Exigências do Ministério Público às Partes Envolvidas
Como parte do inquérito, a Promotoria solicitou uma vasta gama de informações e documentos a todas as entidades envolvidas. À Artesp, foram requeridos dados sobre todas as ocorrências registradas nas três linhas desde o início da operação assistida, detalhes sobre eventuais procedimentos fiscalizatórios, sanções aplicadas, o ato formal que determinou o retorno temporário da operação à CPTM e um histórico de desempenho das linhas desde 2021.
Da CPTM, espera-se que sejam fornecidos esclarecimentos detalhados sobre as falhas, relatórios técnicos abrangentes, informações sobre as medidas emergenciais adotadas após o apagão de 23 de julho e o plano de ação que será implementado durante o período de retomada da operação.
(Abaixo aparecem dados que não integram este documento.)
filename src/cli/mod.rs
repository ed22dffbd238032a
pub mod commands;
pub mod config;
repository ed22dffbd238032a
use serde_json::json;

use scenario_codegen::codegen::page_object::assemble_page_object;
use scenario_codegen::codegen::walker::PomCollector;

use crate::common::builders::{action, definition, step};

mod common;

#[test]
fn page_object_layout() {
    let mut collector = PomCollector::new();
    collector.walk(&[step(action("click", "login")), step(action("input", "username"))]);

    let code = assemble_page_object("LoginPage", &collector);
    let expected = format!(
        "import allure\n\
         from selenium.webdriver.common.by import By\n\
         \n\
         from pages.base_page import BasePage\n\
         \n\
         class LoginPage(BasePage):\n    \
         login_locators = [\n        \
         (By.ID, \"login\"),\n        \
         (By.NAME, \"login\")\n    \
         ]\n\
         \n    \
         username_locators = [\n        \
         (By.ID, \"username\"),\n        \
         (By.NAME, \"username\")\n    \
         ]\n\
         \n\
         {}\n\
         \n\
         {}",
        definition("click", "login"),
        definition("input", "username")
    );
    assert_eq!(code, expected);
}

#[test]
fn class_without_methods_gets_pass() {
    let mut collector = PomCollector::new();
    collector.walk(&[step(json!({
        "type": "click",
        "data": {"selectors": {"id": "login"}},
        "locators": ["(By.ID, \"login\")"]
    }))]);

    let code = assemble_page_object("MyPage", &collector);
    assert!(code.contains("class MyPage(BasePage):\n"));
    assert!(code.ends_with("    ]\n\n    pass"));
}

#[test]
fn empty_collector_still_yields_valid_class() {
    let code = assemble_page_object("EmptyPage", &PomCollector::new());
    assert!(code.ends_with("class EmptyPage(BasePage):\n\n\n    pass"));
}

#[test]
fn duplicate_methods_are_emitted_once() {
    let mut collector = PomCollector::new();
    collector.walk(&[
        step(action("click", "login")),
        step(action("click", "login")),
    ]);

    let code = assemble_page_object("LoginPage", &collector);
    assert_eq!(code.matches("def click_login(self):").count(), 1);
    assert_eq!(code.matches("login_locators = [").count(), 1);
}
use serde_json::json;

use scenario_codegen::codegen::step_code::{fill_missing_code, render_step_code};
use scenario_codegen::codegen::test_body::condition_head;

use crate::common::builders::{action, conditional, step};

mod common;

#[test]
fn click_renders_definition_and_call() {
    let rendered = render_step_code(&step(json!({
        "type": "click",
        "data": {"selectors": {"id": "login"}}
    })))
    .unwrap();

    assert_eq!(
        rendered.code.method_definition.as_deref(),
        Some("    @allure.step(\"click login\")\n    def click_login(self):\n        self.do_click_with_healing(self.login_locators)")
    );
    assert_eq!(rendered.code.method_call.as_deref(), Some("page.click_login()"));
    assert!(rendered.boolean_check.is_none());
}

#[test]
fn bound_input_takes_a_parameter() {
    let rendered = render_step_code(&step(json!({
        "type": "input",
        "data": {"selectors": {"id": "username"}, "value": "bob"},
        "variableName": "Username",
        "allureStep": "Enter 'bob' into username"
    })))
    .unwrap();

    assert_eq!(
        rendered.code.method_definition.as_deref(),
        Some("    @allure.step(\"Enter {username} into username\")\n    def input_username(self, username):\n        self.do_clear_and_send_keys_with_healing(self.username_locators, username)")
    );
    assert_eq!(rendered.code.method_call.as_deref(), Some("page.input_username(Username)"));
}

#[test]
fn unbound_input_uses_the_literal() {
    let rendered = render_step_code(&step(json!({
        "type": "input",
        "data": {"selectors": {"id": "q"}, "value": "rust"}
    })))
    .unwrap();
    assert!(rendered
        .code
        .method_definition
        .unwrap()
        .ends_with("self.do_clear_and_send_keys_with_healing(self.q_locators, \"rust\")"));
}

#[test]
fn value_reference_wins_over_variable_name() {
    let rendered = render_step_code(&step(json!({
        "type": "input",
        "data": {"selectors": {"id": "password"}},
        "variableName": "pw",
        "variableForValue": "SECRET"
    })))
    .unwrap();
    assert_eq!(rendered.code.method_call.as_deref(), Some("page.input_password(SECRET)"));
    assert!(rendered.code.method_definition.unwrap().contains("def input_password(self, secret):"));
}

#[test]
fn get_text_assigns_its_variable() {
    let rendered = render_step_code(&step(json!({
        "type": "getText",
        "data": {"selectors": {"id": "heading"}},
        "variableName": "title"
    })))
    .unwrap();
    assert_eq!(
        rendered.code.method_call.as_deref(),
        Some("title = page.get_text_from_heading()")
    );
    assert!(rendered
        .code
        .method_definition
        .unwrap()
        .contains("return self.get_text_with_healing(self.heading_locators)"));
}

#[test]
fn frame_exit_has_a_fixed_name() {
    let rendered = render_step_code(&step(json!({"type": "switch_to_default_content", "data": {}}))).unwrap();
    assert_eq!(rendered.code.method_call.as_deref(), Some("page.switch_to_default_content()"));
}

#[test]
fn waits_map_subtypes() {
    let rendered = render_step_code(&step(json!({
        "type": "wait",
        "subType": "waitClickable",
        "data": {"selectors": {"id": "save"}}
    })))
    .unwrap();
    assert!(rendered
        .code
        .method_definition
        .unwrap()
        .contains("def waitClickable_save(self):\n        self.wait_for_element_to_be_clickable(self.save_locators)"));

    assert!(render_step_code(&step(json!({"type": "wait", "subType": "waitForever"}))).is_none());
}

#[test]
fn negated_assert_yields_boolean_check() {
    let rendered = render_step_code(&step(json!({
        "type": "assert",
        "subType": "assertIsDisabled",
        "data": {"selectors": {"id": "save"}}
    })))
    .unwrap();

    assert!(rendered
        .code
        .method_definition
        .unwrap()
        .ends_with("assert not self.is_enabled_with_healing(self.save_locators), \"Element is enabled\""));
    let check = rendered.boolean_check.unwrap();
    assert_eq!(
        condition_head(&check),
        "if not page.is_enabled_with_healing(page.save_locators):"
    );
}

#[test]
fn value_asserts_compare_literals() {
    let rendered = render_step_code(&step(json!({
        "type": "assert",
        "subType": "assertTextEquals",
        "data": {"selectors": {"id": "msg"}},
        "expectedText": "Saved"
    })))
    .unwrap();
    assert!(rendered
        .code
        .method_definition
        .unwrap()
        .ends_with("assert self.get_text_with_healing(self.msg_locators) == \"Saved\""));
    assert!(rendered.boolean_check.is_none());

    let rendered = render_step_code(&step(json!({
        "type": "assert",
        "subType": "assertAttribute",
        "data": {"selectors": {"id": "link"}},
        "expectedAttributeName": "href",
        "expectedAttributeValue": "/home"
    })))
    .unwrap();
    assert!(rendered
        .code
        .method_definition
        .unwrap()
        .ends_with("assert self.get_attribute_with_healing(self.link_locators, \"href\") == \"/home\""));
}

#[test]
fn unknown_kinds_render_nothing() {
    assert!(render_step_code(&step(json!({"type": "teleport"}))).is_none());
    assert!(render_step_code(&step(json!({"type": "assert", "subType": "assertMood"}))).is_none());
    assert!(render_step_code(&step(json!({"type": "conditional"}))).is_none());
}

#[test]
fn fill_keeps_existing_code_and_fills_branches() {
    let bare_condition = json!({
        "type": "assert",
        "subType": "assertVisible",
        "data": {"selectors": {"id": "banner"}}
    });
    let bare_click = json!({"type": "click", "data": {"selectors": {"id": "close"}}});
    let steps = vec![
        step(action("click", "login")),
        step(conditional(bare_condition, vec![bare_click], vec![])),
    ];

    let filled = fill_missing_code(&steps);
    assert_eq!(filled[0], steps[0]);

    let condition = filled[1].condition.as_deref().unwrap();
    let check = condition.boolean_check.as_ref().unwrap();
    assert_eq!(check.method_name, "is_visible_with_healing");
    assert_eq!(check.locator_var_name, "self.banner_locators");
    assert_eq!(filled[1].then_steps[0].method_call(), Some("page.click_close()"));

    // The input tree is left untouched.
    assert!(steps[1].then_steps[0].code.is_none());
}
A Trivia Trens, por sua vez, foi oficiada a apresentar um relatório minucioso de todas as falhas operacionais desde o início da concessão, informações precisas sobre o princípio de incêndio, o número de reclamações de usuários, as medidas de ressarcimento adotadas e a comprovação da contratação de seguro de responsabilidade civil para cobrir eventuais danos.
Adicionalmente, foram oficiados o Corpo de Bombeiros, a Companhia de Engenharia de Tráfego (CET) e a Prefeitura de São Paulo. Esses órgãos deverão prestar informações relevantes relacionadas aos impactos dos episódios na segurança e no fluxo da cidade, auxiliando na compreensão integral das consequências dos incidentes.
Precedentes e Contexto Histórico das Linhas
A portaria de instauração do inquérito do MP-SP destaca um dado alarmante: ainda durante o período de operação assistida, houve um aumento de 275% nas ocorrências registradas na Linha 11-Coral em comparação com o mesmo período do ano anterior. Essa elevação drástica serve como um indicativo preocupante da deterioração do serviço no momento da transição.
É importante ressaltar que as três linhas em questão – 11-Coral, 12-Safira e 13-Jade – já eram alvo de procedimentos e investigações relacionadas a problemas operacionais mesmo quando administradas pela CPTM. Esse histórico adiciona uma camada de complexidade à situação, sugerindo que os desafios operacionais são persistentes e exigem soluções estruturais, independentemente da gestão.
A investigação do Ministério Público de São Paulo representa um passo fundamental para apurar as responsabilidades e garantir que os cidadãos recebam um serviço de transporte público de qualidade e seguro. O desdobramento deste inquérito será crucial para definir o futuro da concessão e estabelecer novos parâmetros para a fiscalização e a gestão de infraestruturas essenciais em São Paulo, zelando pelo interesse público e pela eficiência dos serviços.